Retype the records that follow, every line exactly as written.

Stored data
-- Opening Marker --

//! HTTP client for the worker-facing surface (`POST /api/analyze`, `GET /health`).

use std::time::Duration;

use async_trait::async_trait;
use serde::{Deserialize, Serialize};
use serde_json::Value;

use crate::error::WorkerCallError;
use crate::model::AnalysisRequest;

/// A worker's self-reported state.
#[derive(Debug, Clone, Default, PartialEq, Serialize, Deserialize)]
#[serde(rename_all = "camelCase")]
pub struct WorkerHealth {
    #[serde(default)]
    pub busy: bool,
    #[serde(default)]
    pub current_analysis: Option<Value>,
}

impl WorkerHealth {
    pub fn idle() -> Self {
        Self::default()
    }

    pub fn busy_with(current_analysis: Value) -> Self {
        Self {
            busy: true,
            current_analysis: Some(current_analysis),
        }
    }
}

/// Calls made by the coordinator against a single worker.
#[async_trait]
pub trait WorkerClient: Send + Sync {
    /// Run one analysis synchronously on the worker at `address`.
    async fn analyze(
        &self,
        address: &str,
        request: &AnalysisRequest,
        timeout: Duration,
    ) -> Result<Value, WorkerCallError>;

    /// Fetch the worker's self-reported busy state.
    async fn health(
        &self,
        address: &str,
        timeout: Duration,
    ) -> Result<WorkerHealth, WorkerCallError>;
}

/// `reqwest`-backed [`WorkerClient`].
#[derive(Clone, Default)]
pub struct HttpWorkerClient {
    http: reqwest::Client,
}

impl HttpWorkerClient {
    pub fn new() -> Self {
        Self::default()
    }

    fn map_send_error(address: &str, timeout: Duration, e: reqwest::Error) -> WorkerCallError {
        if e.is_timeout() {
            WorkerCallError::Timeout {
                address: address.to_string(),
                timeout,
            }
        } else {
            WorkerCallError::Transport {
                address: address.to_string(),
                reason: e.to_string(),
            }
        }
    }
}

/// Pull a human-readable reason out of a worker's error body.
fn rejection_details(status: reqwest::StatusCode, body: Option<Value>) -> String {
    body.as_ref()
        .and_then(|b| {
            b.get("details")
                .and_then(Value::as_str)
                .or_else(|| b.get("error").and_then(Value::as_str))
        })
        .map(str::to_string)
        .unwrap_or_else(|| format!("Worker returned {}", status.as_u16()))
}

#[async_trait]
impl WorkerClient for HttpWorkerClient {
    async fn analyze(
        &self,
        address: &str,
        request: &AnalysisRequest,
        timeout: Duration,
    ) -> Result<Value, WorkerCallError> {
        let response = self
            .http
            .post(format!("http://{address}/api/analyze"))
            .json(request)
            .timeout(timeout)
            .send()
            .await
            .map_err(|e| Self::map_send_error(address, timeout, e))?;

        let status = response.status();
        if !status.is_success() {
            let body = response.json::<Value>().await.ok();
            return Err(WorkerCallError::Rejected {
                status: status.as_u16(),
                details: rejection_details(status, body),
            });
        }

        response.json::<Value>().await.map_err(|e| {
            if e.is_timeout() {
                Self::map_send_error(address, timeout, e)
            } else {
                WorkerCallError::InvalidResponse {
                    address: address.to_string(),
                    reason: e.to_string(),
                }
            }
        })
    }

    async fn health(
        &self,
        address: &str,
        timeout: Duration,
    ) -> Result<WorkerHealth, WorkerCallError> {
        let response = self
            .http
            .get(format!("http://{address}/health"))
            .timeout(timeout)
            .send()
            .await
            .map_err(|e| Self::map_send_error(address, timeout, e))?;

        let status = response.status();
        if !status.is_success() {
            return Err(WorkerCallError::Rejected {
                status: status.as_u16(),
                details: format!("Health check returned {}", status.as_u16()),
            });
        }

        response
            .json::<WorkerHealth>()
            .await
            .map_err(|e| WorkerCallError::InvalidResponse {
                address: address.to_string(),
                reason: e.to_string(),
            })
    }
}

#[cfg(test)]
mod tests {
    use super::*;

    #[test]
    fn health_parses_worker_report() {
        let health: WorkerHealth = serde_json::from_str(
            r#"{"status":"ok","workerId":"w1","busy":true,
                "currentAnalysis":{"url":"https://a.test","deviceType":"mobile"}}"#,
        )
        .unwrap();
        assert!(health.busy);
        assert_eq!(health.current_analysis.unwrap()["deviceType"], "mobile");
    }

    #[test]
    fn health_defaults_to_idle() {
        let health: WorkerHealth = serde_json::from_str(r#"{"status":"ok"}"#).unwrap();
        assert_eq!(health, WorkerHealth::idle());
    }

    #[test]
    fn rejection_prefers_details_over_error() {
        let status = reqwest::StatusCode::INTERNAL_SERVER_ERROR;
        let body = serde_json::json!({"error": "AnalysisFailed", "details": "Page load failed"});
        assert_eq!(rejection_details(status, Some(body)), "Page load failed");

        let body = serde_json::json!({"error": "Worker busy"});
        assert_eq!(rejection_details(status, Some(body)), "Worker busy");

        assert_eq!(rejection_details(status, None), "Worker returned 500");
    }

    #[tokio::test]
    async fn unreachable_worker_is_a_transport_error() {
        let client = HttpWorkerClient::new();
        // Port 9 (discard) on loopback is closed in test environments.
        let err = client
            .health("127.0.0.1:9", Duration::from_secs(2))
            .await
            .unwrap_err();
        assert!(matches!(
            err,
            WorkerCallError::Transport { .. } | WorkerCallError::Timeout { .. }
        ));
    }
}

-- Closing Marker --

Written solution:
//! HTTP client for the worker-facing surface (`POST /api/analyze`, `GET /health`).

use std::time::Duration;

use async_trait::async_trait;
use serde::{Deserialize, Serialize};
use serde_json::Value;

use crate::error::WorkerCallError;
use crate::model::AnalysisRequest;

/// A worker's self-reported state.
#[derive(Debug, Clone, Default, PartialEq, Serialize, Deserialize)]
#[serde(rename_all = "camelCase")]
pub struct WorkerHealth {
    #[serde(default)]
    pub busy: bool,
    #[serde(default)]
    pub current_analysis: Option<Value>,
}

impl WorkerHealth {
    pub fn idle() -> Self {
        Self::default()
    }

    pub fn busy_with(current_analysis: Value) -> Self {
        Self {
            busy: true,
            current_analysis: Some(current_analysis),
        }
    }
}

/// Calls made by the coordinator against a single worker.
#[async_trait]
pub trait WorkerClient: Send + Sync {
    /// Run one analysis synchronously on the worker at `address`.
    async fn analyze(
        &self,
        address: &str,
        request: &AnalysisRequest,
        timeout: Duration,
    ) -> Result<Value, WorkerCallError>;

    /// Fetch the worker's self-reported busy state.
    async fn health(
        &self,
        address: &str,
        timeout: Duration,
    ) -> Result<WorkerHealth, WorkerCallError>;
}

/// `reqwest`-backed [`WorkerClient`].
#[derive(Clone, Default)]
pub struct HttpWorkerClient {
    http: reqwest::Client,
}

impl HttpWorkerClient {
    pub fn new() -> Self {
        Self::default()
    }

    fn map_send_error(address: &str, timeout: Duration, e: reqwest::Error) -> WorkerCallError {
        if e.is_timeout() {
            WorkerCallError::Timeout {
                address: address.to_string(),
                timeout,
            }
        } else {
            WorkerCallError::Transport {
                address: address.to_string(),
                reason: e.to_string(),
            }
        }
    }
}

/// Pull a human-readable reason out of a worker's error body.
fn rejection_details(status: reqwest::StatusCode, body: Option<Value>) -> String {
    body.as_ref()
        .and_then(|b| {
            b.get("details")
                .and_then(Value::as_str)
                .or_else(|| b.get("error").and_then(Value::as_str))
        })
        .map(str::to_string)
        .unwrap_or_else(|| format!("Worker returned {}", status.as_u16()))
}

#[async_trait]
impl WorkerClient for HttpWorkerClient {
    async fn analyze(
        &self,
        address: &str,
        request: &AnalysisRequest,
        timeout: Duration,
    ) -> Result<Value, WorkerCallError> {
        let response = self
            .http
            .post(format!("http://{address}/api/analyze"))
            .json(request)
            .timeout(timeout)
            .send()
            .await
            .map_err(|e| Self::map_send_error(address, timeout, e))?;

        let status = response.status();
        if !status.is_success() {
            let body = response.json::<Value>().await.ok();
            return Err(WorkerCallError::Rejected {
                status: status.as_u16(),
                details: rejection_details(status, body),
            });
        }

        response.json::<Value>().await.map_err(|e| {
            if e.is_timeout() {
                Self::map_send_error(address, timeout, e)
            } else {
                WorkerCallError::InvalidResponse {
                    address: address.to_string(),
                    reason: e.to_string(),
                }
            }
        })
    }

    async fn health(
        &self,
        address: &str,
        timeout: Duration,
    ) -> Result<WorkerHealth, WorkerCallError> {
        let response = self
            .http
            .get(format!("http://{address}/health"))
            .timeout(timeout)
            .send()
            .await
            .map_err(|e| Self::map_send_error(address, timeout, e))?;

        let status = response.status();
        if !status.is_success() {
            return Err(WorkerCallError::Rejected {
                status: status.as_u16(),
                details: format!("Health check returned {}", status.as_u16()),
            });
        }

        response
            .json::<WorkerHealth>()
            .await
            .map_err(|e| WorkerCallError::InvalidResponse {
                address: address.to_string(),
                reason: e.to_string(),
            })
    }
}

#[cfg(test)]
mod tests {
    use super::*;

    #[test]
    fn health_parses_worker_report() {
        let health: WorkerHealth = serde_json::from_str(
            r#"{"status":"ok","workerId":"w1","busy":true,
                "currentAnalysis":{"url":"https://a.test","deviceType":"mobile"}}"#,
        )
        .unwrap();
        assert!(health.busy);
        assert_eq!(health.current_analysis.unwrap()["deviceType"], "mobile");
    }

    #[test]
    fn health_defaults_to_idle() {
        let health: WorkerHealth = serde_json::from_str(r#"{"status":"ok"}"#).unwrap();
        assert_eq!(health, WorkerHealth::idle());
    }

    #[test]
    fn rejection_prefers_details_over_error() {
        let status = reqwest::StatusCode::INTERNAL_SERVER_ERROR;
        let body = serde_json::json!({"error": "AnalysisFailed", "details": "Page load failed"});
        assert_eq!(rejection_details(status, Some(body)), "Page load failed");

        let body = serde_json::json!({"error": "Worker busy"});
        assert_eq!(rejection_details(status, Some(body)), "Worker busy");

        assert_eq!(rejection_details(status, None), "Worker returned 500");
    }

    #[tokio::test]
    async fn unreachable_worker_is_a_transport_error() {
        let client = HttpWorkerClient::new();
        // Port 9 (discard) on loopback is closed in test environments.
        let err = client
            .health("127.0.0.1:9", Duration::from_secs(2))
            .await
            .unwrap_err();
        assert!(matches!(
            err,
            WorkerCallError::Transport { .. } | WorkerCallError::Timeout { .. }
        ));
    }
}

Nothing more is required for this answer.